Given the clear evidence in the texts of Singh’s horrendous behavior, what would prompt Gately to send off Singh in a hail of accolades? Had Citi truly taken Lindsey’s accusations seriously, and had it given some thought to its image in this era of #MeToo, the announcement of his departure should have said he resigned over violations of the company’s code of conduct.
Washing his hands of any disciplinary action that could have hurt Singh in the future, Gately said the decision to leave had been Singh’s. It’s unclear if Singh received severance.

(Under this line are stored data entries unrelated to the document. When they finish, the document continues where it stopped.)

//! Configuration tests

use super::*;
use std::collections::HashMap;
use std::path::PathBuf;

fn env_from(pairs: &[(&str, &str)]) -> impl Fn(&str) -> Option<String> {
    let map: HashMap<String, String> = pairs
        .iter()
        .map(|(k, v)| (k.to_string(), v.to_string()))
        .collect();
    move |key| map.get(key).cloned()
}

fn no_env() -> impl Fn(&str) -> Option<String> {
    |_| None
}

// ─────────────────────────────────────────────────────────────────────────────
// Round-trip tests
// ─────────────────────────────────────────────────────────────────────────────

/// Verify that serialized config can be parsed back.
#[test]
fn test_config_roundtrip_default() {
    let config = Config::default();
    let toml_str = config.to_toml();

    let parsed: Result<FileConfig, _> = toml::from_str(&toml_str);
    assert!(
        parsed.is_ok(),
        "Default config should round-trip.\nTOML:\n{}\nError: {:?}",
        toml_str,
        parsed.err()
    );

    let resolved = Config::resolve(parsed.unwrap(), no_env());
    assert_eq!(resolved, config);
}

/// Initial text is free-form; quotes and newlines must survive serialization
#[test]
fn test_config_roundtrip_awkward_initial_text() {
    let config = Config {
        initial_text: "say \"hi\"\nthen\tleave \\".to_string(),
        ..Config::default()
    };

    let file: FileConfig = toml::from_str(&config.to_toml()).expect("valid TOML");
    assert_eq!(file.initial_text.as_deref(), Some("say \"hi\"\nthen\tleave \\"));
}

// ─────────────────────────────────────────────────────────────────────────────
// Precedence
// ─────────────────────────────────────────────────────────────────────────────

#[test]
fn test_file_overrides_defaults() {
    let file: FileConfig = toml::from_str(
        r#"
max_length = 140
theme = "Terminal"
initial_text = "draft"

[logging]
level = "debug"
file_enabled = true
file_rotation = "hourly"
"#,
    )
    .unwrap();

    let config = Config::resolve(file, no_env());
    assert_eq!(config.max_length, 140);
    assert_eq!(config.theme, "Terminal");
    assert_eq!(config.initial_text, "draft");
    assert_eq!(config.logging.level, "debug");
    assert!(config.logging.file_enabled);
    assert_eq!(config.logging.file_rotation, LogRotation::Hourly);
    // Unset keys keep their defaults
    assert_eq!(config.logging.file_prefix, "charcount");
}

#[test]
fn test_env_overrides_file() {
    let file: FileConfig = toml::from_str("max_length = 140\ntheme = \"Terminal\"").unwrap();
    let env = env_from(&[("CHARCOUNT_MAX_LENGTH", "50"), ("CHARCOUNT_THEME", "Classic")]);

    let config = Config::resolve(file, env);
    assert_eq!(config.max_length, 50);
    assert_eq!(config.theme, "Classic");
}

#[test]
fn test_unparseable_env_falls_through_to_file() {
    let file: FileConfig = toml::from_str("max_length = 140").unwrap();
    let env = env_from(&[("CHARCOUNT_MAX_LENGTH", "lots")]);

    assert_eq!(Config::resolve(file, env).max_length, 140);
}

#[test]
fn test_zero_max_length_falls_back() {
    let file: FileConfig = toml::from_str("max_length = 0").unwrap();
    assert_eq!(Config::resolve(file, no_env()).max_length, DEFAULT_MAX_LENGTH);
}

#[test]
fn test_unknown_rotation_defaults_to_daily() {
    assert_eq!(LogRotation::parse("weekly"), LogRotation::Daily);
    assert_eq!(LogRotation::parse("NEVER"), LogRotation::Never);
}

#[test]
fn test_rotation_drives_appender_schedule() {
    use tracing_appender::rolling::Rotation;

    assert_eq!(LogRotation::Hourly.rotation(), Rotation::HOURLY);
    assert_eq!(LogRotation::default().rotation(), Rotation::DAILY);
    assert_eq!(LogRotation::parse("never").rotation(), Rotation::NEVER);
}

// ─────────────────────────────────────────────────────────────────────────────
// File loading
// ─────────────────────────────────────────────────────────────────────────────

fn scratch_dir(name: &str) -> PathBuf {
    let dir = std::env::temp_dir().join(format!("charcount-config-{}-{}", name, std::process::id()));
    std::fs::create_dir_all(&dir).unwrap();
    dir
}

#[test]
fn test_missing_file_is_defaults() {
    let path = scratch_dir("missing").join("nope.toml");
    let file = Config::load_file_config(&path).expect("missing file is fine");
    assert_eq!(Config::resolve(file, no_env()), Config::default());
}

#[test]
fn test_broken_file_is_an_error() {
    let path = scratch_dir("broken").join("config.toml");
    std::fs::write(&path, "max_length = [oops").unwrap();

    let err = Config::load_file_config(&path).unwrap_err();
    assert!(format!("{:#}", err).contains("Failed to parse config file"));
}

I don’t know all the details of the discussions between Lindsey, her lawyers and Citi that led to the lawsuit. Presumably there were negotiations for a settlement. But when the lawsuit hit the media, Citi committed public mistake #2 by putting out a disjointed statement that only worsens matters. On the one hand, Citi decried discrimination and harassment in the workplace and said employees should “feel confident they can raise concerns about themselves or others without fear of retribution.”
But then the company added:
“With regard to Mr. Singh, the conduct detailed in the complaint is deplorable, but the relationship Ms. Lindsey describes differs significantly from the accounts she previously provided to Citi. When questioned several years ago about a large financial transaction between them, Ms. Lindsey described Mr. Singh as only a friend and, last year, when she reported the vile text messages to us, she described the relationship as having been consensual. We immediately placed Mr. Singh on leave and began an investigation. Mr. Singh resigned within days, before the investigation could be completed.”
Maybe Singh WAS only a friend several years ago. Maybe the relationship was “consensual,” though we know it was tainted because he was her boss and had the power in the relationship. He regularly threatened retribution, and in her suit, Lindsey cites other examples of harassment of women that she alleges was going on at Citi.
A Citi spokesman declined to comment beyond the statement.
According to Lindsey, Citi had a habit of not listening. Her lawsuit says that in 2007 she reported being followed home after an office party by her manager at the time, who said he needed to use the bathroom and then refused to leave her apartment. She also said that she and other women at Citi complained regularly to HR about having to put up with men openly making comments about their breasts, ranking who they wanted to sleep with, and making jokes about the company’s sexual harassment training.
Lindsey is on medical leave and says in the suit that she is incapable of returning to work and requires intensive treatment to manage her symptoms. Her lawsuit is pending in federal court and seeks a jury trial to decide whether Citi violated New York State laws by allowing Singh to mistreat her.
It is always chilling to be reminded of the kind of anger some men feel towards women, anger that leads to the domestic violence, sexual assaults, and murders we read and hear about in the news. Violent actions and words are directed at women every day all over the world. And have been since the beginning of time.
We can at least hope that the third largest bank in the world could protect the women who work there. Lindsey’s suit alleges that it hasn’t, and is yet another indication that the gains of the #MeToo movement are only one victory in what promises to be a protracted struggle to end sexual harassment and discrimination.